Southern Quilt Reviews

Independent Weekly ~ April 21-27, 2004 ~
www.indyweek.com

Best Bets for the week of April 21-27, 2004, edited by Kirk Ross

Carrboro pianist Greg McCallum may be better known for his spirited interpretations of more traditional classical works, but for years the Lumberton native has had a burning desire to make a record true to his roots. His new CD – Southern Quilt – is just that. With compositions that feature elements of blues and gospel and include themes from life in southern mill towns, Quilt is beautiful, intense and intricately woven.

Kirk Ross

Fanfare ~ November/December 2004

Here's an imaginative recital. All eight works have a common premise: they're all inspired by Southern musical vernacular. But within the conceptual framework, there's tremendous variety, both in the familiarity of the repertoire (which ranges from Gottschalk's ubiquitous The Banjo through Still's moderately well known Summerland on to several works that are probably getting their premiere recordings) and in its idiom (which ranges from the comfortable ragtime gestures of the Mills to the high-energy avant-gardisms of the Rzewski). Then, too, all of the newer music is well worth hearing.

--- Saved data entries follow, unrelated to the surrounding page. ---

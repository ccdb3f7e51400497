//! Request body validation. Validators run before any repository call and turn
//! a raw JSON body into a typed request.

pub mod parameters;
pub mod users;

pub use parameters::{validate_create_flag, validate_update_flag, CreateFlagRequest, UpdateFlagRequest};
pub use users::{validate_create_user, validate_update_user, CreateUserRequest, UpdateUserRequest};

use serde_json::{Map, Value};
use thiserror::Error;

#[derive(Debug, Clone, PartialEq, Eq, Error)]
pub enum ValidationError {
    #[error("Invalid JSON in request body: {0}")]
    InvalidJson(String),

    #[error("{message}")]
    Field { field: String, message: String },

    #[error("{0}")]
    Body(String),
}

impl ValidationError {
    pub fn field(field: impl Into<String>, message: impl Into<String>) -> Self {
        ValidationError::Field {
            field: field.into(),
            message: message.into(),
        }
    }

    pub fn field_name(&self) -> Option<&str> {
        match self {
            ValidationError::Field { field, .. } => Some(field),
            _ => None,
        }
    }
}

/// Presence of a key in a partial update body
#[derive(Debug, Clone, PartialEq, Eq, Default)]
pub enum Patch<T> {
    #[default]
    Absent,
    Null,
    Value(T),
}

impl<T> Patch<T> {
    pub fn is_absent(&self) -> bool {
        matches!(self, Patch::Absent)
    }

    pub fn map<U>(self, f: impl FnOnce(T) -> U) -> Patch<U> {
        match self {
            Patch::Absent => Patch::Absent,
            Patch::Null => Patch::Null,
            Patch::Value(v) => Patch::Value(f(v)),
        }
    }

    /// `Some` only for a supplied non-null value
    pub fn value(self) -> Option<T> {
        match self {
            Patch::Value(v) => Some(v),
            _ => None,
        }
    }
}

pub type JsonObject = Map<String, Value>;

/// Parse a request body into a non-empty JSON object
pub fn parse_object(body: Option<&str>) -> Result<JsonObject, ValidationError> {
    let body = body.map(str::trim).unwrap_or_default();
    if body.is_empty() {
        return Err(ValidationError::Body("Request body is required".to_string()));
    }

    let value: Value =
        serde_json::from_str(body).map_err(|e| ValidationError::InvalidJson(e.to_string()))?;
    match value {
        Value::Object(map) if map.is_empty() => {
            Err(ValidationError::Body("Request body is required".to_string()))
        }
        Value::Object(map) => Ok(map),
        _ => Err(ValidationError::Body("Request body must be a JSON object".to_string())),
    }
}

pub(crate) fn patch<'a>(body: &'a JsonObject, key: &str) -> Patch<&'a Value> {
    match body.get(key) {
        None => Patch::Absent,
        Some(Value::Null) => Patch::Null,
        Some(v) => Patch::Value(v),
    }
}

pub(crate) fn required<'a>(body: &'a JsonObject, key: &str) -> Result<&'a Value, ValidationError> {
    match patch(body, key) {
        Patch::Value(v) => Ok(v),
        _ => Err(ValidationError::field(key, format!("Field '{}' is required", key))),
    }
}

pub(crate) fn as_string(key: &str, value: &Value) -> Result<String, ValidationError> {
    value
        .as_str()
        .map(str::to_string)
        .ok_or_else(|| ValidationError::field(key, format!("Field '{}' must be a string", key)))
}

pub(crate) fn as_non_empty_string(key: &str, value: &Value) -> Result<String, ValidationError> {
    let s = as_string(key, value).ok().filter(|s| !s.trim().is_empty());
    s.ok_or_else(|| ValidationError::field(key, format!("Field '{}' must be a non-empty string", key)))
}

pub(crate) fn as_bool(key: &str, value: &Value) -> Result<bool, ValidationError> {
    value
        .as_bool()
        .ok_or_else(|| ValidationError::field(key, format!("Field '{}' must be a boolean", key)))
}

/// Optional string field where `null` is rejected
pub(crate) fn optional_string(body: &JsonObject, key: &str) -> Result<Option<String>, ValidationError> {
    match patch(body, key) {
        Patch::Absent => Ok(None),
        Patch::Null => Err(ValidationError::field(key, format!("Field '{}' must not be null", key))),
        Patch::Value(v) => as_string(key, v).map(Some),
    }
}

You might at first expect Kenneth Frazelle's Blue Ridge Airs I (based on "melodies that have been passed down for generations") and Julie Harris's American Triptych (based on Old Joe Clark, Hush-A-Bye, and Shortnin' Bread) to represent a kind of post-Copland easy listening. But the Frazelle is, in fact, a misty, improvisatory work in which the eerie harmonies, the shifting textures, and the rhythmic dislocations create a disorienting landscape in which the original tunes are only faintly heard. An while the last movement of the Harris—which would make a fine encore piece on its own—serves the original tune in an immediately recognizable way, the first two movements (strongly influenced, as the notes suggest, by Bartók), engage in radical transformations of their source material.

In this context, McCallum's own Hymn Quilt makes an excellent centerpiece. It begins as a kind of potpourri of hymn tunes presented in various styles representing different church traditions (with some contributions here from bass, percussion, and voices from a number of congregations, mostly located in North Carolina). But toward the end, the congenial tour turns into something more dramatic, even violent, as A Mighty Fortress Is Our God (played with a kind of romantic flamboyance that may bring to mind Liszt's settings in Reminiscences des Huguenots) dukes it out with bursts of competing material that barely identifies itself before disappearing.

...McCallum makes strong claims for the music, showing himself to be equally adept in the sweet lushness of the Still and in the mechanistic drive of the Rzewski. The sound is good, and the booklet offers extremely thorough notes and an excellent collection of vintage photographs, too. All in all, warmly recommended.